Metropolitan News-Enterprise

 

Friday, October 4, 2013

 

Page 1

 

State Supreme Court Takes Strict View of ‘One Judgment’ Rule

Court Says Order Is Not Appealable Where Unresolved Claims Dismissed to Be Litigated Later

 

By KENNETH OFGANG, Staff Writer

 

Parties to a suit in which only some of the causes of action have been adjudicated may not create appellate jurisdiction by agreeing that the remaining claims will be dismissed without prejudice and with a waiver of the statute of limitations, the state Supreme Court unanimously ruled yesterday.

Overturning a contrary ruling by Div. Five of this district’s Court of Appeal, the justices ordered dismissal of an ophthalmologist’s appeal from a judgment entered in favor of his former partner. The high court said the judgment was not appealable, under Code of Civil Procedure Sec. 904.1’s “one final judgment” rule, because there was no final adjudication of claims by each party that he was defamed by the other.

The plaintiff, Dr. Badrudin Kurwa of Arcadia, formed a corporation with Dr. Mark Kislinger in order to provide services to patients of a health maintenance organization. Several years later, however, Kurwa’s license was suspended and Kislinger notified the HMO that Kurwa was no longer part of the practice and that he would be serving its patients through his own corporation.

The HMO executed a new agreement with Kislinger, excluding Kurwa, who sued for breach of fiduciary and defamation, among other things. Kislinger cross-complained for defamation.

Trial Court Ruling

Ruling on the defendant’s pretrial motions, Los Angeles Superior Court Judge Dan T. Oki ruled that the parties did not owe each other any fiduciary duties. As a result, the plaintiff conceded that he could not proceed with any of his claims, except for defamation.

The parties then agreed that judgment would be entered for defendant on the non-defamation claims, in anticipation of plaintiff’s appeal, while the defamation claims would be dismissed without prejudice and with the intent that they be preserved “for such time as this case may come back from appeal,” the plaintiff’s lawyer told the judge.

On that appeal, the court held the judgment final and appealable, saying the dismissal without prejudice left the trial court with no jurisdiction over the defamation claims. In an opinion by since-retired Justice Orville Armstrong, the court acknowledged a line of contrary Court of Appeal decisions, but said those panels had taken an overly broad interpretation of what makes a cause of action “pending.”

He concluded that “[w]hile a cause of action which has been dismissed may be pending ‘in the appellate netherworld,’ it is not pending in the trial court, or in any other court, and thus cannot fairly be described as ‘legally alive.’”

On the merits, the Court of Appeal ruled that Kurwa had pled a cause of action for breach of fiduciary duty, and reversed. Justice Richard Mosk concurred in the opinion, while Justice Sandy Kriegler argued in dissent that the court lacked jurisdiction.

Werdegar Opinion

Justice Kathryn M. Werdegar yesterday sided with Kriegler, saying the cases rejected by the lower panel were correctly decided.

She cited Morehart v. County of Santa Barbara (1994) 7 Cal.4th 725, which held that a judgment on fewer than all causes of action was interlocutory, and generally non-appealable, where the remaining causes of action had been severed for separate trial. The aggrieved party, in that situation, could seek review by writ of mandate, the court said.

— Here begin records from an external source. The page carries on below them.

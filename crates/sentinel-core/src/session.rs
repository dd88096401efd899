//! Live feed session
//!
//! A session owns a [`FeedController`] inside a single tokio task. The task
//! multiplexes the feed timer, the audit timer, highlight expiry and UI
//! commands, so every state change is serialized without locks. The UI
//! talks to it through a [`SessionHandle`]: commands go in over a channel,
//! snapshots come back on a `watch` channel and one-shot presentation
//! events on an unbounded receiver.

use rand::rngs::StdRng;
use rand::{Rng, SeedableRng};
use sentinel_config::Config;
use std::sync::Arc;
use std::time::Duration;
use tokio::sync::{mpsc, watch};
use tokio::task::JoinHandle;
use tokio::time::{self, Instant, MissedTickBehavior};

use crate::audit::{MAX_INCREMENT, MIN_INCREMENT};
use crate::controller::{FeedController, FeedSnapshot, UiEvent};
use crate::error::{CoreError, CoreResult, DefaultErrorLogger, ErrorContext, ErrorLogger};
use crate::filter::FilterState;
use crate::keyboard::{Command, Dispatch, KeyEvent, KeyboardDispatcher};
use crate::source::SourceRef;
use crate::types::{Department, RiskBands, RiskLevel, TransactionStatus};

/// Requests accepted by a running session
#[derive(Debug, Clone, PartialEq)]
pub enum SessionCommand {
    /// A dispatched keyboard command
    Command(Command),
    /// Row click
    Click(String),
    ToggleDepartment(Department),
    ToggleRiskLevel(RiskLevel),
    ToggleStatus(TransactionStatus),
    SetFilters(FilterState),
    ClearFilters,
    SetBands(RiskBands),
    CancelAudit,
    Shutdown,
}

/// Wall clock used for highlight marks, following tokio's (pausable) clock
fn now() -> std::time::Instant {
    Instant::now().into_std()
}

/// Task state for one running feed
pub struct FeedSession {
    controller: FeedController,
    source: SourceRef,
    rng: StdRng,
    feed_interval: Duration,
    audit_interval: Duration,
    exhausted: bool,
    commands: mpsc::UnboundedReceiver<SessionCommand>,
    events: mpsc::UnboundedSender<UiEvent>,
    snapshots: watch::Sender<Arc<FeedSnapshot>>,
    logger: DefaultErrorLogger,
}

impl FeedSession {
    /// Seed the feed from `source` and spawn the session task.
    ///
    /// The first live arrival comes one feed interval after seeding.
    pub async fn start(
        config: &Config,
        mut source: SourceRef,
    ) -> CoreResult<(SessionHandle, mpsc::UnboundedReceiver<UiEvent>)> {
        let mut controller = FeedController::from_config(config)?;
        let batch = source.initial_batch(config.feed.initial_batch).await?;
        log::info!(
            "Seeding feed with {} transactions from {} source",
            batch.len(),
            source.name()
        );
        controller.seed(batch);

        let (command_tx, command_rx) = mpsc::unbounded_channel();
        let (event_tx, event_rx) = mpsc::unbounded_channel();
        let (snapshot_tx, snapshot_rx) = watch::channel(Arc::new(controller.snapshot(now())));

        let rng = match config.source.seed {
            Some(seed) => StdRng::seed_from_u64(seed),
            None => StdRng::from_entropy(),
        };

        let session = FeedSession {
            controller,
            source,
            rng,
            feed_interval: config.feed_interval(),
            audit_interval: config.audit_interval(),
            exhausted: false,
            commands: command_rx,
            events: event_tx,
            snapshots: snapshot_tx,
            logger: DefaultErrorLogger,
        };
        let task = tokio::spawn(session.run());

        let handle = SessionHandle {
            commands: command_tx,
            snapshots: snapshot_rx,
            dispatcher: KeyboardDispatcher::new(config.shortcuts.enabled),
            task: Some(task),
        };
        Ok((handle, event_rx))
    }

    async fn run(mut self) {
        let mut feed_tick =
            time::interval_at(Instant::now() + self.feed_interval, self.feed_interval);
        feed_tick.set_missed_tick_behavior(MissedTickBehavior::Delay);
        let mut audit_tick = time::interval(self.audit_interval);
        audit_tick.set_missed_tick_behavior(MissedTickBehavior::Delay);

        loop {
            let expiry = self.controller.buffer().next_expiry().map(Instant::from_std);
            let audit_running = self.controller.audit().is_running();

            tokio::select! {
                command = self.commands.recv() => {
                    match command {
                        Some(SessionCommand::Shutdown) | None => break,
                        Some(command) => {
                            let events = self.handle(command);
                            if events.contains(&UiEvent::AuditStarted) {
                                audit_tick.reset();
                            }
                            self.emit(events);
                        }
                    }
                }
                _ = feed_tick.tick(), if !self.exhausted => {
                    self.on_feed_tick().await;
                }
                _ = audit_tick.tick(), if audit_running => {
                    let increment = self.rng.gen_range(MIN_INCREMENT..MAX_INCREMENT);
                    let events = self.controller.advance_audit(increment);
                    self.emit(events);
                }
                _ = time::sleep_until(expiry.unwrap_or_else(Instant::now)), if expiry.is_some() => {
                    let expired = self.controller.sweep(now());
                    log::trace!("Expired {} highlight marks", expired);
                }
            }

            self.publish();
        }

        log::info!("Feed session stopped");
    }

    fn handle(&mut self, command: SessionCommand) -> Vec<UiEvent> {
        log::debug!("Session command: {:?}", command);
        match command {
            SessionCommand::Command(command) => self.controller.apply(command),
            SessionCommand::Click(id) => self.controller.click(&id),
            SessionCommand::ToggleDepartment(department) => {
                self.controller.toggle_department(department)
            }
            SessionCommand::ToggleRiskLevel(level) => self.controller.toggle_risk_level(level),
            SessionCommand::ToggleStatus(status) => self.controller.toggle_status(status),
            SessionCommand::SetFilters(filters) => self.controller.set_filters(filters),
            SessionCommand::ClearFilters => self.controller.clear_filters(),
            SessionCommand::SetBands(bands) => self.controller.set_bands(bands),
            SessionCommand::CancelAudit => self.controller.cancel_audit(),
            SessionCommand::Shutdown => Vec::new(),
        }
    }

    async fn on_feed_tick(&mut self) {
        match self.source.next_transaction().await {
            Ok(Some(transaction)) => {
                log::debug!("New arrival {}", transaction.summary());
                let events = self.controller.ingest(transaction, now());
                self.emit(events);
            }
            Ok(None) => {
                log::info!("Source {} exhausted; the feed is now static", self.source.name());
                self.exhausted = true;
            }
            Err(error) => {
                let context = ErrorContext::new("next_transaction")
                    .with_data("source", serde_json::json!(self.source.name()));
                self.logger.log_error(&error, &context);
            }
        }
    }

    fn emit(&self, events: Vec<UiEvent>) {
        for event in events {
            if self.events.send(event).is_err() {
                log::trace!("UI event receiver dropped");
                break;
            }
        }
    }

    fn publish(&self) {
        self.snapshots.send_replace(Arc::new(self.controller.snapshot(now())));
    }
}

/// UI-side handle to a running session. Dropping it stops the task.
pub struct SessionHandle {
    commands: mpsc::UnboundedSender<SessionCommand>,
    snapshots: watch::Receiver<Arc<FeedSnapshot>>,
    dispatcher: KeyboardDispatcher,
    task: Option<JoinHandle<()>>,
}

impl SessionHandle {
    /// Dispatch a key press and forward any resulting command.
    ///
    /// The returned [`Dispatch`] tells the caller whether to suppress the
    /// key's default action.
    pub fn key(&self, event: &KeyEvent) -> CoreResult<Dispatch> {
        let dispatch = self.dispatcher.dispatch(event);
        if let Dispatch::Handled(command) = dispatch {
            self.send(SessionCommand::Command(command))?;
        }
        Ok(dispatch)
    }

    pub fn send(&self, command: SessionCommand) -> CoreResult<()> {
        self.commands.send(command).map_err(|_| CoreError::SessionClosed)
    }

    /// Latest published state
    pub fn snapshot(&self) -> Arc<FeedSnapshot> {
        Arc::clone(&self.snapshots.borrow())
    }

    /// Wait for the next published state
    pub async fn changed(&mut self) -> CoreResult<Arc<FeedSnapshot>> {
        self.snapshots
            .changed()
            .await
            .map_err(|_| CoreError::SessionClosed)?;
        Ok(Arc::clone(&self.snapshots.borrow_and_update()))
    }

    /// Independent snapshot receiver
    pub fn subscribe(&self) -> watch::Receiver<Arc<FeedSnapshot>> {
        self.snapshots.clone()
    }

    pub fn shortcuts_enabled(&self) -> bool {
        self.dispatcher.is_enabled()
    }

    /// Stop the session and wait for the task to finish
    pub async fn shutdown(mut self) {
        let _ = self.commands.send(SessionCommand::Shutdown);
        if let Some(task) = self.task.take() {
            if let Err(e) = task.await {
                log::warn!("Feed session task ended abnormally: {}", e);
            }
        }
    }
}

impl Drop for SessionHandle {
    fn drop(&mut self) {
        if let Some(task) = self.task.take() {
            task.abort();
        }
    }
}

A strict “one final judgment” rule, Werdegar said, not only reduces the number of appeals, it avoids “uncertainty and delay” in trial courts and avoids unnecessary appeals on issues that might be resolved in the trial court while it still has jurisdiction. The rule should therefore be the same, she said, whether or not the parties are willing to stipulate that further litigation will take place only if the judgment is reversed.

Amicus Brief

The justice acknowledged the view of the California Academy of Appellate Lawyers, which argued in an amicus brief that parties “should not be forced needlessly to try claims simply to obtain an appealable judgment.” But Werdegar said the court was “not free…to adopt whatever rule we find best balances the interests of party autonomy or trial and appellate efficiency.”

She contrasted Sec. 904.1 with federal rules and statutes, writing:

“Unlike jurisdictions that provide for trial courts’ selective entry of final judgments on fewer than all claims for relief…or for interlocutory appeals in the discretion of the reviewing court…California law provides no case-by-case efficiency exception to the one final judgment rule for appealability. Where unusual circumstances justify it, review of interlocutory judgments may be obtained by petition for writ of mandate, but not by appeal….The question is thus not what rule will best serve litigants and trial courts, but what rule is most consistent with the policy against piecemeal appeals codified in section 904.1 and vindicated in Morehart.

The case was argued on appeal by Robert S. Gerstein for the plaintiff and by Dale B. Goldfarb of Harrington, Foxx, Dubrow & Canter for the defendant.

The case is Kurwa v. Kislinger, 13 S.O.S. 5112.